Search the entries for the word "runtime" and copy each line that has it.

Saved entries
Content starts
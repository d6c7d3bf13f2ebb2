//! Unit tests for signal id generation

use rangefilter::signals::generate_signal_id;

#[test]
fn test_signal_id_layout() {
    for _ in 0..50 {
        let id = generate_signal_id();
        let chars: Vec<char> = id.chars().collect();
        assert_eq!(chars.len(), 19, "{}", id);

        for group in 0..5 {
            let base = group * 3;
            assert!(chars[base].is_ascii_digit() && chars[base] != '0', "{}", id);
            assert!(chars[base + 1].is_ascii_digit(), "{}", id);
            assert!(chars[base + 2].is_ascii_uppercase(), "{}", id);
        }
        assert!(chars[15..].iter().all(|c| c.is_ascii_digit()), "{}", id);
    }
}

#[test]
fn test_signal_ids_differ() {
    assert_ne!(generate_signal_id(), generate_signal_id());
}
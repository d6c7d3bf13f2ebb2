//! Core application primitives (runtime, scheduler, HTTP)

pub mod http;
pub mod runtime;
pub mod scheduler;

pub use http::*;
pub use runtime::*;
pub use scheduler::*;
Content ends
Content starts
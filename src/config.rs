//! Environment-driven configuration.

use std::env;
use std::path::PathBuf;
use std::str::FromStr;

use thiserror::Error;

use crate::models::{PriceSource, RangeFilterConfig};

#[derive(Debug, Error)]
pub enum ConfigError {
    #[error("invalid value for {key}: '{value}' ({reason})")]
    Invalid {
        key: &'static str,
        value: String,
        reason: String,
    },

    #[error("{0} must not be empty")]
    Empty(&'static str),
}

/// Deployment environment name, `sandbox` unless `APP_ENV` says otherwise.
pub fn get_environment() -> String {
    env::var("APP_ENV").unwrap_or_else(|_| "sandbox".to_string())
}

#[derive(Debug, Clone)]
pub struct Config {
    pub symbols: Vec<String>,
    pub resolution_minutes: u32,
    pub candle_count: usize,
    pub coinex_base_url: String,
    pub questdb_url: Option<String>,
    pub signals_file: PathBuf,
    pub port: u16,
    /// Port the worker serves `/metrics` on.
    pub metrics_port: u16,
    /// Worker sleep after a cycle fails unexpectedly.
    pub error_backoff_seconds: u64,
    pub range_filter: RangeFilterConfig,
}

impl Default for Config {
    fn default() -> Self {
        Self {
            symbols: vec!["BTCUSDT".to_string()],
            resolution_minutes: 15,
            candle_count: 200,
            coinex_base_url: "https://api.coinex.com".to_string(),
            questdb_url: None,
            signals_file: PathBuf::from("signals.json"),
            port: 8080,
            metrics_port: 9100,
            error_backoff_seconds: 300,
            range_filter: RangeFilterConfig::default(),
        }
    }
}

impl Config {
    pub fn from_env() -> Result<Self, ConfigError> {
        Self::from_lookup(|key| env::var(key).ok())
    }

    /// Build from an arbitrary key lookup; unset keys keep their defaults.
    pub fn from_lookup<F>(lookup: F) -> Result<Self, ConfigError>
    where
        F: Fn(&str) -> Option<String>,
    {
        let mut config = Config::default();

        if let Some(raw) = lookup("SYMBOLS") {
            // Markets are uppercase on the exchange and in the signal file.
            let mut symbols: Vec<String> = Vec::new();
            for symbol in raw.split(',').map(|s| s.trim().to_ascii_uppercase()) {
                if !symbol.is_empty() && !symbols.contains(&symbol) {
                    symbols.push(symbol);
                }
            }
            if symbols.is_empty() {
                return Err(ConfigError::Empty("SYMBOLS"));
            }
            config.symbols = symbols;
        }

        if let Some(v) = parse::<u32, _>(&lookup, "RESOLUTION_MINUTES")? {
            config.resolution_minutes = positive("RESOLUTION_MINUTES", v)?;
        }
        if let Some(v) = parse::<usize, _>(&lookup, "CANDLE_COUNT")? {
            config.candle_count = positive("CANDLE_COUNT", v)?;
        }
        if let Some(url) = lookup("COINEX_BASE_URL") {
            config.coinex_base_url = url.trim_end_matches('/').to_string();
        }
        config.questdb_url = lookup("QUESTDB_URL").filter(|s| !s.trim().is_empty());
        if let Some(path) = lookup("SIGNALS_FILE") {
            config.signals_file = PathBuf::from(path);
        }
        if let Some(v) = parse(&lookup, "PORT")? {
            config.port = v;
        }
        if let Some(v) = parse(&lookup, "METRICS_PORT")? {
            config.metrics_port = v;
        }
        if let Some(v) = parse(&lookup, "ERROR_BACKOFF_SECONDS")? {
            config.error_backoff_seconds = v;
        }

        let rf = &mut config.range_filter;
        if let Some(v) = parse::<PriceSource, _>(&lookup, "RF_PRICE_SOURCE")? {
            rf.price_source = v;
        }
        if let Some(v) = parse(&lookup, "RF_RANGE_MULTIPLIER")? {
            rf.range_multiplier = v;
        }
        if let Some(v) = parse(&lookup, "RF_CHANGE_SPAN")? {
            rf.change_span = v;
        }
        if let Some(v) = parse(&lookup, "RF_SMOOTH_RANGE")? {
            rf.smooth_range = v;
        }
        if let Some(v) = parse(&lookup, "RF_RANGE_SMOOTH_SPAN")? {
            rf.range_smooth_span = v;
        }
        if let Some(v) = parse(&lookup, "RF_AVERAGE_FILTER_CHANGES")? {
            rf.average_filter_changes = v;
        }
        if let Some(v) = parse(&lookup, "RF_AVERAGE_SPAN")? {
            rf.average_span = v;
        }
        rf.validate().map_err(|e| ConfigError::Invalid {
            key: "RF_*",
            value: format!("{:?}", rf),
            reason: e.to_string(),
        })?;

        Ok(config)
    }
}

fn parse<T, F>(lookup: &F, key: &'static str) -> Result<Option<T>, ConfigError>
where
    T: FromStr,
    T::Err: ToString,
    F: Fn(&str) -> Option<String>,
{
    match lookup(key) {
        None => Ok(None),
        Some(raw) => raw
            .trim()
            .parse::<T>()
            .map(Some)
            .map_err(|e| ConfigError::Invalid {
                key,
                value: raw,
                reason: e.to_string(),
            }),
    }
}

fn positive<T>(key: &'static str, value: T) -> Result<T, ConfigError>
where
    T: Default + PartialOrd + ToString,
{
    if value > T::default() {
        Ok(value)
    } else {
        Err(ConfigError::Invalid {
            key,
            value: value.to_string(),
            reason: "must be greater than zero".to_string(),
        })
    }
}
Content ends
▶ _Solution to this problem_:
//! Core application primitives (runtime, scheduler, HTTP)
pub mod runtime;
pub use runtime::*;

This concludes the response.